Re: Mixing self conscious parametrized types with inheritance

From:
Robert Klemme <shortcutter@googlemail.com>
Newsgroups:
comp.lang.java.programmer
Date:
Sun, 13 Mar 2011 20:36:24 +0100
Message-ID:
<8u4klsF114U1@mid.individual.net>
On 03/13/2011 04:13 PM, Lew wrote:

Robert Klemme wrote:

inspired by our recent discussions of generics I set out to get a clear
picture of how to properly use Comparable<T> - especially when
inheritance
comes into play.

1. Only classes whose methods that use the type parameter may not be
overridden with type specific functionality (either because all
methods or the
class is final, or the type need not change when sub classes override
those)
can do away with the type parameter.


Would you please describe this a bit more fully, perhaps with an
example? I'm not quite getting it.


What's missing from the code at Github? Do you think I should provide
another example? FinalC does not need a type parameter because it
cannot get more specific than this class which is final.
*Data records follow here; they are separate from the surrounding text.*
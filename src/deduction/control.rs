//! Deduction rules for value-flow constructs: assignments, ternaries,
//! array index access and foreach value bindings.

use crate::ast::Node;
use crate::docblock;

use super::{TypeDeducer, TypeDeductionContext};

impl TypeDeducer<'_> {
    /// An assignment has the type of its right-hand side.
    ///
    /// The RHS is evaluated at its *own* start position, not the
    /// assignment's — re-querying `$x = $x` at the textual `$x` would
    /// otherwise recurse forever through the scanner.
    pub(super) fn deduce_assignment(&self, rhs: &Node, ctx: &TypeDeductionContext<'_>) -> Vec<String> {
        self.deduce(&TypeDeductionContext::at(
            rhs,
            ctx.document,
            rhs.span().start,
        ))
    }

    /// A ternary is the union of its branches. The Elvis form
    /// `cond ?: else` falls back to the condition for the "then" side.
    pub(super) fn deduce_ternary(
        &self,
        condition: &Node,
        then: Option<&Node>,
        r#else: &Node,
        ctx: &TypeDeductionContext<'_>,
    ) -> Vec<String> {
        let mut types = self.deduce_sub(then.unwrap_or(condition), ctx.document);
        types.extend(self.deduce_sub(r#else, ctx.document));
        types
    }

    /// Array index access, per candidate type of the base expression:
    /// `string` bases index to `string`, array-shaped bases (`T[]`) to
    /// their element type, anything else to `mixed`.
    pub(super) fn deduce_array_index(
        &self,
        base: &Node,
        ctx: &TypeDeductionContext<'_>,
    ) -> Vec<String> {
        self.deduce_sub(base, ctx.document)
            .into_iter()
            .map(|base_type| {
                if base_type == "string" {
                    "string".to_string()
                } else if let Some(element) = docblock::array_element_type(&base_type) {
                    element.to_string()
                } else {
                    "mixed".to_string()
                }
            })
            .collect()
    }

    /// The foreach value variable takes the element type of every
    /// array-shaped candidate of the iterated expression; candidates
    /// without an element type contribute nothing.
    pub(super) fn deduce_foreach_value(
        &self,
        iterable: &Node,
        ctx: &TypeDeductionContext<'_>,
    ) -> Vec<String> {
        self.deduce_sub(iterable, ctx.document)
            .into_iter()
            .filter_map(|iterable_type| {
                docblock::array_element_type(&iterable_type).map(str::to_string)
            })
            .collect()
    }
}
Of course we
could think of other examples as well, e.g. a class hierarchy where
parts decide to fix the type parameter:

class Base<C extends CharSequence> {
   public void process(List<C> lc) ...
}

class Derived1<C extends CharSequence> extends Base<C> {
   @Override
   public void process(List<C> lc) ...
}

class Derived2 extends Base<String> {
   @Override
   public final void process(List<String> ls) ...
}

Derived2 does not need a type parameter because someone decided to
settle with String for the type and disallow overriding of this method
in sub classes. Derived2 on the other hand does not use final nor does
it specify the type.

2. All others need to repeat the type parameter (in case of self
reference
with a bound).

class BaseC<SC extends BaseC<?>> implements Comparable<SC> {


The convention is to use single-letter type parameters.


Well, yes. From time to time I take the liberty to allow for more
uppercase letters if I have the feeling this helps remember the purpose
of the type. :-)

I totally don't get what you're asserting here.
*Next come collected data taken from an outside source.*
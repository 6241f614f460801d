//! Data types used throughout the semantic core.
//!
//! This module contains the "model" structs and enums on both sides of the
//! flattening pipeline: the *raw* records as the Symbol Store hands them out
//! (direct relations only, unresolved type strings) and the *flattened* info
//! the [`crate::builder::ClasslikeInfoBuilder`] produces (transitive
//! relation closures, provenance on every member, resolved type references).

use indexmap::IndexMap;
use serde::{Deserialize, Serialize};

/// A byte range in a source document.
#[derive(Debug, Clone, Copy, PartialEq, Eq, Default, Serialize, Deserialize)]
pub struct Span {
    pub start: u32,
    pub end: u32,
}

impl Span {
    pub fn new(start: u32, end: u32) -> Self {
        Self { start, end }
    }

    /// Whether `offset` falls inside this span (inclusive on both ends).
    pub fn contains(&self, offset: u32) -> bool {
        offset >= self.start && offset <= self.end
    }
}

/// A position inside a specific file, used as the context for name
/// resolution (imports and namespaces are file- and position-dependent).
#[derive(Debug, Clone, PartialEq, Eq)]
pub struct FilePosition {
    /// Path (or URI) of the file the name appears in.
    pub path: String,
    /// Byte offset of the name within the file.
    pub offset: u32,
}

impl FilePosition {
    pub fn new(path: impl Into<String>, offset: u32) -> Self {
        Self {
            path: path.into(),
            offset,
        }
    }
}

/// What sort of classlike a record describes.
#[derive(Debug, Clone, Copy, PartialEq, Eq, Serialize, Deserialize)]
pub enum ClasslikeKind {
    Class,
    Interface,
    Trait,
}

/// Visibility of a class member (method, property, or constant).
///
/// In PHP, members without an explicit visibility modifier default to
/// `Public`.
#[derive(Debug, Clone, Copy, PartialEq, Eq, Serialize, Deserialize)]
pub enum Visibility {
    Public,
    Protected,
    Private,
}

/// A single type reference as written in source.
///
/// `raw` is the type exactly as the author wrote it (`Foo`, `\A\Foo`,
/// `self`, `Foo[]`, `int`, …). `resolved` is the fully-qualified form once
/// it has been computed. Resolution always needs a position context, so a
/// record fresh out of the Symbol Store carries `resolved: None` and the
/// builder fills it in.
#[derive(Debug, Clone, PartialEq, Eq, Serialize, Deserialize)]
pub struct TypeReference {
    pub raw: String,
    pub resolved: Option<String>,
}

impl TypeReference {
    pub fn raw(raw: impl Into<String>) -> Self {
        Self {
            raw: raw.into(),
            resolved: None,
        }
    }

    /// The best name available for this reference: the resolved FQCN when
    /// present, the raw text otherwise.
    pub fn name(&self) -> &str {
        self.resolved.as_deref().unwrap_or(&self.raw)
    }
}

// ─── Raw records (Symbol Store output) ──────────────────────────────────────

/// A constant as stored by the indexer, before flattening.
#[derive(Debug, Clone, PartialEq, Serialize, Deserialize)]
pub struct RawConstant {
    /// The constant name (e.g. "MAX_SIZE", "STATUS_ACTIVE").
    pub name: String,
    /// The constant's type(s) — a union when more than one.
    pub types: Vec<TypeReference>,
    pub visibility: Visibility,
    /// Where the constant is declared, inside the owning file.
    pub span: Span,
}

/// A property as stored by the indexer, before flattening.
#[derive(Debug, Clone, PartialEq, Serialize, Deserialize)]
pub struct RawProperty {
    /// The property name WITHOUT the `$` prefix (e.g. "name", "age").
    /// This matches PHP access syntax: `$this->name` not `$this->$name`.
    pub name: String,
    pub types: Vec<TypeReference>,
    pub visibility: Visibility,
    pub is_static: bool,
    pub span: Span,
}

/// A parameter of a stored method or function.
#[derive(Debug, Clone, PartialEq, Serialize, Deserialize)]
pub struct RawParameter {
    /// The parameter name including the `$` prefix (e.g. "$text").
    pub name: String,
    /// Declared type hint(s), if any.
    pub types: Vec<TypeReference>,
    /// Whether the parameter has a default value.
    pub is_optional: bool,
    /// Whether this parameter is variadic (has `...`).
    pub is_variadic: bool,
}

/// A method as stored by the indexer, before flattening.
#[derive(Debug, Clone, PartialEq, Serialize, Deserialize)]
pub struct RawMethod {
    /// The method name (e.g. "updateText").
    pub name: String,
    pub parameters: Vec<RawParameter>,
    /// Declared/documented return type(s) — a union when more than one.
    pub return_types: Vec<TypeReference>,
    pub visibility: Visibility,
    pub is_static: bool,
    pub is_abstract: bool,
    pub is_final: bool,
    pub span: Span,
}

/// A `use TraitName { original as alias; }` adaptation.
///
/// `trait_fqcn` is `None` when the aliasing statement does not name the
/// source trait (`use T { m as n; }`), in which case the alias applies to
/// whichever used trait provides `method`.
#[derive(Debug, Clone, PartialEq, Serialize, Deserialize)]
pub struct TraitAlias {
    pub trait_fqcn: Option<String>,
    /// Name of the trait method being adapted.
    pub method: String,
    /// New name, when the adaptation renames (`as newName`).
    pub alias: Option<String>,
    /// New visibility, when the adaptation changes it (`as protected`).
    pub visibility: Option<Visibility>,
}

/// A `use A, B { A::m insteadof B; }` precedence declaration: `method` is
/// taken from `trait_fqcn`, same-named methods from other traits lose.
#[derive(Debug, Clone, PartialEq, Serialize, Deserialize)]
pub struct TraitPrecedence {
    pub trait_fqcn: String,
    pub method: String,
}

/// A classlike exactly as the Symbol Store hands it out: own members only,
/// direct relations only, type references unresolved.
///
/// Relation FQCNs (`parents`, `interfaces`, `traits` and the reverse
/// relations) are already fully qualified — the indexer resolves them at
/// index time. Member *types* are not: they are position-dependent and stay
/// raw until the builder runs.
#[derive(Debug, Clone, PartialEq, Serialize, Deserialize)]
pub struct ClasslikeRecord {
    pub kind: ClasslikeKind,
    /// Fully-qualified name, without a leading `\`.
    pub fqcn: String,
    /// Path of the file that declares this classlike.
    pub file: String,
    /// Span of the declaration inside `file`.
    pub span: Span,
    pub is_abstract: bool,
    pub is_final: bool,
    /// Direct parent FQCN(s): at most one for a class, any number for an
    /// interface (interfaces may extend several).
    pub parents: Vec<String>,
    /// Directly implemented interface FQCNs (classes only).
    pub interfaces: Vec<String>,
    /// Directly used trait FQCNs (classes and traits).
    pub traits: Vec<String>,
    pub trait_aliases: Vec<TraitAlias>,
    pub trait_precedences: Vec<TraitPrecedence>,
    pub constants: Vec<RawConstant>,
    pub properties: Vec<RawProperty>,
    pub methods: Vec<RawMethod>,
    /// FQCNs of classlikes that directly extend this one (reverse of
    /// `parents`). Maintained by the indexer, copied verbatim into the
    /// flattened info.
    pub direct_children: Vec<String>,
    /// FQCNs of classes that directly implement this interface.
    pub direct_implementors: Vec<String>,
    /// FQCNs of classlikes that directly `use` this trait.
    pub direct_trait_users: Vec<String>,
}

impl ClasslikeRecord {
    /// A minimal record with the given kind and FQCN — everything else
    /// empty. Fixtures and indexers fill in the rest field by field.
    pub fn new(kind: ClasslikeKind, fqcn: impl Into<String>, file: impl Into<String>) -> Self {
        Self {
            kind,
            fqcn: fqcn.into(),
            file: file.into(),
            span: Span::default(),
            is_abstract: false,
            is_final: false,
            parents: Vec::new(),
            interfaces: Vec::new(),
            traits: Vec::new(),
            trait_aliases: Vec::new(),
            trait_precedences: Vec::new(),
            constants: Vec::new(),
            properties: Vec::new(),
            methods: Vec::new(),
            direct_children: Vec::new(),
            direct_implementors: Vec::new(),
            direct_trait_users: Vec::new(),
        }
    }
}

/// A global function as stored by the indexer. Only what expression
/// deduction needs: parameters and return types.
#[derive(Debug, Clone, PartialEq, Serialize, Deserialize)]
pub struct FunctionRecord {
    /// Fully-qualified function name, without a leading `\`.
    pub fqcn: String,
    pub file: String,
    pub span: Span,
    pub parameters: Vec<RawParameter>,
    pub return_types: Vec<TypeReference>,
}

// ─── Flattened info (builder output) ────────────────────────────────────────

/// A constant after flattening: carries provenance.
#[derive(Debug, Clone, PartialEq, Serialize, Deserialize)]
pub struct ConstantInfo {
    pub name: String,
    pub types: Vec<TypeReference>,
    pub visibility: Visibility,
    pub span: Span,
    /// FQCN of the classlike that originally declared this constant.
    pub declaring_structure: String,
    /// FQCN of the nearest ancestor whose same-named constant this one
    /// overrides, when there is one.
    pub override_of: Option<String>,
    /// FQCNs of interfaces whose same-named constant this one satisfies.
    pub implementation_of: Vec<String>,
}

/// A property after flattening: carries provenance.
#[derive(Debug, Clone, PartialEq, Serialize, Deserialize)]
pub struct PropertyInfo {
    pub name: String,
    pub types: Vec<TypeReference>,
    pub visibility: Visibility,
    pub is_static: bool,
    pub span: Span,
    /// FQCN of the classlike that originally declared this property.
    pub declaring_structure: String,
    /// FQCN of the nearest ancestor whose same-named property this one
    /// overrides, when there is one.
    pub override_of: Option<String>,
}

/// A parameter after flattening. Same shape as [`RawParameter`]; type
/// references get resolved alongside the owning method's.
pub type ParameterInfo = RawParameter;

/// A method after flattening: carries provenance and interface
/// implementation links.
#[derive(Debug, Clone, PartialEq, Serialize, Deserialize)]
pub struct MethodInfo {
    pub name: String,
    pub parameters: Vec<ParameterInfo>,
    pub return_types: Vec<TypeReference>,
    pub visibility: Visibility,
    pub is_static: bool,
    pub is_abstract: bool,
    pub is_final: bool,
    pub span: Span,
    /// FQCN of the classlike that originally declared this method.
    pub declaring_structure: String,
    /// FQCN of the nearest ancestor whose same-named method this one
    /// overrides, when there is one.
    pub override_of: Option<String>,
    /// FQCNs of interfaces whose same-named method this one satisfies.
    pub implementation_of: Vec<String>,
}

/// The fully-flattened shape of a classlike: everything it declares plus
/// everything it inherits, implements or mixes in, with every type
/// reference resolved and provenance recorded on every member.
///
/// Built on demand by [`crate::builder::ClasslikeInfoBuilder::build`];
/// immutable once returned. Member maps are keyed by member name and keep
/// declaration/merge order.
#[derive(Debug, Clone, PartialEq, Serialize, Deserialize)]
pub struct ClasslikeInfo {
    pub kind: ClasslikeKind,
    pub fqcn: String,
    pub file: String,
    pub span: Span,
    pub is_abstract: bool,
    pub is_final: bool,
    /// Transitive closure of parent FQCNs, nearest first.
    pub parents: Vec<String>,
    /// Transitive closure of implemented/extended interface FQCNs.
    pub interfaces: Vec<String>,
    /// Transitive closure of used trait FQCNs.
    pub traits: Vec<String>,
    pub direct_parents: Vec<String>,
    pub direct_interfaces: Vec<String>,
    pub direct_traits: Vec<String>,
    /// Reverse relations, copied once from the raw record — these reflect
    /// only the immediate relation and are never accumulated recursively.
    pub direct_children: Vec<String>,
    pub direct_implementors: Vec<String>,
    pub direct_trait_users: Vec<String>,
    pub constants: IndexMap<String, ConstantInfo>,
    pub properties: IndexMap<String, PropertyInfo>,
    pub methods: IndexMap<String, MethodInfo>,
}

impl ClasslikeInfo {
    /// Push `fqcn` onto `list` unless it is already present. Relation
    /// closures must stay duplicate-free when diamond graphs are merged.
    pub(crate) fn push_unique(list: &mut Vec<String>, fqcn: &str) {
        if !list.iter().any(|f| f == fqcn) {
            list.push(fqcn.to_string());
        }
    }
}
Why do you want 'Base' to implement 'Comparable' on a subtype instead of
on itself?


Because Base is intended for inheritance. If you settle with
Comparable<Base> compareTo() has an argument of type Base. In that case
your sub classes which might want to implement compareTo() differently
do not have access to their own members (other than through explicit
casting which generics are trying to avoid in the first place). And you
cannot make sub classes inherit Comparable<SubC> and implement
compareTo(Subc o) because then type erasure creates a conflict because
both methods have the same erased signature. You can see this when
trying to compile FailedApproach from the Gist
https://gist.github.com/868085 .

Why the wildcard rather than 'class BaseC <S extends Base <S>>'?


That does not work because it is a recursive type definition - at least
that's what I believe to be the reason. Anyway, I my experiments this
breaks when trying to instantiate the class. At least I could not find
a way to do it. I'd be glad to see how it can be done if it can.

The usual approach is 'class Foo implements Comparable <Foo>', not of
some subtype of 'Foo'.


You can only use this approach if you either do not intend to inherit
that class OR want sub classes be sorted according to only base class
state. In that case it's probably also a good idea to make compareTo()
final.

I'd like to say:

class Base <S extends Base <S>> implements Comparable <Base <S>>

Mind you, I don't think generics work with multiply-nested type
parameters beyond a certain point, or maybe I just can't mentally
encompass the type assertions they make.


It usually takes me a bit of experimenting and reasoning, too. Generics
can be tricky at times.

Just like I haven't mentally encompassed the type assertions you're
trying to make. The difficulties don't seem to involve 'Comparable' so
much as what you're actually attempting to aver.


The example classes compose an inheritance hierarchy of classes which
all should be comparable but according to class specific criteria (i.e.
they must have compareTo(MyOwnClass o) instead of just compareTo(Base o)).

@Override
public int compareTo(SC o) {
return getKey() - o.getKey();
}
}

class SubC<SC extends SubC<?>> extends BaseC<SC> {
@Override
public int compareTo(SC o) {
final int cmp = getK() % 3 - o.getK() % 3;
return cmp == 0 ? getK() - o.getK() : cmp;
}
}

final class FinalC extends SubC<FinalC> {
@Override
public int compareTo(FinalC o) {
final int cmp = getX() % 2 - o.getX() % 2;
return cmp == 0 ? getPos() - o.getPos() : cmp;
}
}

Full code is here https://gist.github.com/868085


I have also added a second version which does not compile. This version
makes all class implement Comparable<OwnType> but that fails with

The interface Comparable cannot be implemented more than once with
different arguments: Comparable<BaseC> and Comparable<SubC>

If you want to give all classes in the hierarchy the freedom to have
their own default ordering (likely based on class specific state) there
is no other way than to carry a type parameter through the hierarchy.